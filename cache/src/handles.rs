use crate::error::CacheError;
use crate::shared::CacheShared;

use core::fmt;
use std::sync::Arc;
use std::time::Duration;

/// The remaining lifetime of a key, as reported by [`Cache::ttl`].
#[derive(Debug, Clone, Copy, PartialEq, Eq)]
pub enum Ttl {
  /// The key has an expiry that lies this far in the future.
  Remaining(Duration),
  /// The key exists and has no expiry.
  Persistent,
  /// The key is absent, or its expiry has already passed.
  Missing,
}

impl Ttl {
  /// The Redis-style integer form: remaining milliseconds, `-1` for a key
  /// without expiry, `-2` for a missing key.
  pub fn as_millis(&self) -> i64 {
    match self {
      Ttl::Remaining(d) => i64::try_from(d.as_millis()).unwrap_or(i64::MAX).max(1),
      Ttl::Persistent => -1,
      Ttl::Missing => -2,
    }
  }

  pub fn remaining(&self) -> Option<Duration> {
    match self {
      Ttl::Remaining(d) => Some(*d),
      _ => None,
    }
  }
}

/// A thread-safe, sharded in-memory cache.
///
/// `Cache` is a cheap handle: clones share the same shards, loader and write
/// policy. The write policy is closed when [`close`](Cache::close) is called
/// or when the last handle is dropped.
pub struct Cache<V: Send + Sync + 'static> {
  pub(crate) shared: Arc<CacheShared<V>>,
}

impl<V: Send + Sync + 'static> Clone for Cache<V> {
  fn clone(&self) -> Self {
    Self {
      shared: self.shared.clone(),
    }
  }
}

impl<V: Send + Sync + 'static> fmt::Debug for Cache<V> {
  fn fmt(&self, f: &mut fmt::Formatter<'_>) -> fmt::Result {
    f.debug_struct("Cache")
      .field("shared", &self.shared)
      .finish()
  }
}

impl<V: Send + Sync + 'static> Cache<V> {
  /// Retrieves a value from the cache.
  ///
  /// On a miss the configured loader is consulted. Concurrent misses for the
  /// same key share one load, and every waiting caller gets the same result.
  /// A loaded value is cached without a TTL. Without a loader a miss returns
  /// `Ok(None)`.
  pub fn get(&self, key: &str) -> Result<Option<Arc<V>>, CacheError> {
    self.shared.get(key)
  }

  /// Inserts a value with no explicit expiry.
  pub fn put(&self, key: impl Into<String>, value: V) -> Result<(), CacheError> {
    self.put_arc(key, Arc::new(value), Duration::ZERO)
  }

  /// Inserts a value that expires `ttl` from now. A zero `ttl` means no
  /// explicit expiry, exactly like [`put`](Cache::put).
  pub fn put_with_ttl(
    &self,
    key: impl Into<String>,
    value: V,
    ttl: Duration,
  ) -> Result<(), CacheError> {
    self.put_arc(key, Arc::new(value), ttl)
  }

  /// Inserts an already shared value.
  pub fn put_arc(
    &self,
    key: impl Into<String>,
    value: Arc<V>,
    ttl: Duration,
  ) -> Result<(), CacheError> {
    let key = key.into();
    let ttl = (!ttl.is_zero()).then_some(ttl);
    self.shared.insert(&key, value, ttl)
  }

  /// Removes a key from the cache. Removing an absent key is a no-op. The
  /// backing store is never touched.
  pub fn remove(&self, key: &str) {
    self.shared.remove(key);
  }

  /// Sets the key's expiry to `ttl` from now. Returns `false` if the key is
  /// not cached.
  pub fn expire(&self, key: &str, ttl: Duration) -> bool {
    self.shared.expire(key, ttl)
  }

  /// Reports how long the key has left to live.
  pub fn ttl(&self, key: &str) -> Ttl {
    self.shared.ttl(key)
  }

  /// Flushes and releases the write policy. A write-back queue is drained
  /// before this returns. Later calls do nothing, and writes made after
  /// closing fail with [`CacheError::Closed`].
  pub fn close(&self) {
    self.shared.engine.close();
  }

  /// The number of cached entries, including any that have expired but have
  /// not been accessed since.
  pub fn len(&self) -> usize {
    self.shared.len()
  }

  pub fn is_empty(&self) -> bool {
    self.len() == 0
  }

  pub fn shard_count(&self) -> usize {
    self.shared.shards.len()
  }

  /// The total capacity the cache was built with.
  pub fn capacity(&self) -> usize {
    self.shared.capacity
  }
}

To do
Work out how many lines of the material above contain "Send", then write that number alone.

Response box
4